Rapid and selective liquid chromatographic/tandem mass spectrometric method for the determination of fosfomycin in human plasma

Abstract

A rapid and selective liquid chromatographic/tandem mass spectrometric method for determination of fosfomycin was developed and validated. Following protein-precipitation, the analyte and internal standard (fudosteine) were separated from human plasma using an isocratic mobile phase on an Ultimate™ XB-CN column. An API 4000 tandem mass spectrometer equipped with Turbo IonSpray ionization source was used as detector and was operated in the negative ion mode. Multiple reaction monitoring using the precursor to product ion combinations of m/ z 137 → 79 and m/ z 178 → 91 was performed to quantify fosfomycin and fudosteine, respectively.
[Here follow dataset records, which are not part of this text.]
/*!
 * Configuration types for Conduit
 */

use serde::{Deserialize, Serialize};
use std::path::{Path, PathBuf};
use std::time::Duration;

use crate::error::{ConduitError, Result};

/// Where callbacks or connection events are delivered
#[derive(Debug, Clone, Copy, PartialEq, Eq, Serialize, Deserialize, Default)]
#[serde(rename_all = "lowercase")]
pub enum ContextMode {
    /// Run on whichever thread produced the outcome
    #[default]
    Immediate,
    /// Run on a dedicated dispatcher thread, in submission order
    Dispatcher,
}

/// Log level configuration
#[derive(Debug, Clone, Copy, PartialEq, Eq, Serialize, Deserialize, Default)]
#[serde(rename_all = "lowercase")]
pub enum LogLevel {
    Error,
    Warn,
    #[default]
    Info,
    Debug,
    Trace,
}

impl LogLevel {
    /// Convert to tracing Level
    pub fn to_tracing_level(&self) -> tracing::Level {
        match self {
            LogLevel::Error => tracing::Level::ERROR,
            LogLevel::Warn => tracing::Level::WARN,
            LogLevel::Info => tracing::Level::INFO,
            LogLevel::Debug => tracing::Level::DEBUG,
            LogLevel::Trace => tracing::Level::TRACE,
        }
    }
}

/// Main configuration for a client host
#[derive(Debug, Clone, PartialEq, Serialize, Deserialize)]
#[serde(default)]
pub struct ClientConfig {
    /// Log level
    pub log_level: LogLevel,

    /// Log file path (None = stderr)
    pub log_file: Option<PathBuf>,

    /// Verbose logging (overrides log_level with debug)
    pub verbose: bool,

    /// Where result callbacks run unless a call names its own context
    pub callback_context: ContextMode,

    /// Where connection events are delivered to façades
    pub event_context: ContextMode,

    /// Thread name for the callback dispatcher
    pub dispatcher_name: String,

    /// Thread name for the event dispatcher
    pub event_dispatcher_name: String,

    /// Default wait for a call's result, in milliseconds
    pub default_timeout_ms: u64,

    /// Name of the host process the façades belong to
    pub host_name: String,

    /// Optional attribution tag; distinct tags get distinct connections
    pub attribution_tag: Option<String>,
}

fn default_dispatcher_name() -> String {
    "conduit-callbacks".to_string()
}

fn default_event_dispatcher_name() -> String {
    "conduit-events".to_string()
}

fn default_timeout_ms() -> u64 {
    5_000
}

fn default_host_name() -> String {
    "conduit".to_string()
}

impl Default for ClientConfig {
    fn default() -> Self {
        Self {
            log_level: LogLevel::default(),
            log_file: None,
            verbose: false,
            callback_context: ContextMode::Dispatcher,
            event_context: ContextMode::Immediate,
            dispatcher_name: default_dispatcher_name(),
            event_dispatcher_name: default_event_dispatcher_name(),
            default_timeout_ms: default_timeout_ms(),
            host_name: default_host_name(),
            attribution_tag: None,
        }
    }
}

impl ClientConfig {
    /// Load configuration from a TOML file
    pub fn from_file(path: &Path) -> Result<Self> {
        let contents = std::fs::read_to_string(path)?;
        let config: ClientConfig = toml::from_str(&contents)?;
        config.validate()?;
        Ok(config)
    }

    /// Save configuration to a TOML file
    pub fn to_file(&self, path: &Path) -> Result<()> {
        let contents = toml::to_string_pretty(self)?;
        std::fs::write(path, contents)?;
        Ok(())
    }

    /// Render as TOML
    pub fn to_toml(&self) -> Result<String> {
        Ok(toml::to_string_pretty(self)?)
    }

    pub fn default_timeout(&self) -> Duration {
        Duration::from_millis(self.default_timeout_ms)
    }

    /// Reject settings the host cannot run with
    pub fn validate(&self) -> Result<()> {
        if self.default_timeout_ms == 0 {
            return Err(ConduitError::Config(
                "default_timeout_ms must be greater than zero".to_string(),
            ));
        }
        if self.host_name.trim().is_empty() {
            return Err(ConduitError::Config("host_name must not be empty".to_string()));
        }
        if self.callback_context == ContextMode::Dispatcher && self.dispatcher_name.is_empty() {
            return Err(ConduitError::Config(
                "dispatcher_name must not be empty".to_string(),
            ));
        }
        if self.event_context == ContextMode::Dispatcher && self.event_dispatcher_name.is_empty()
        {
            return Err(ConduitError::Config(
                "event_dispatcher_name must not be empty".to_string(),
            ));
        }
        Ok(())
    }
}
The method was linear in the concentration range of 0.10–12.0 μg/mL using 50 μL of plasma. The lower limit of quantification was 0.10 μg/mL. The intra- and inter-day relative standard deviation over the entire concentration range was less than 10.6%. Accuracy determined at three concentrations (0.25, 1.00 and 8.00 μg/mL for fosfomycin) ranged from −1.0% to −4.2% in terms of relative error. Each plasma sample was chromatographed within 5.0 min. The method was successfully used in a bioequivalence study of fosfomycin in human plasma after an oral administration of capsules containing 1.0 g fosfomycin (∼1.3 g calcium fosfomycin).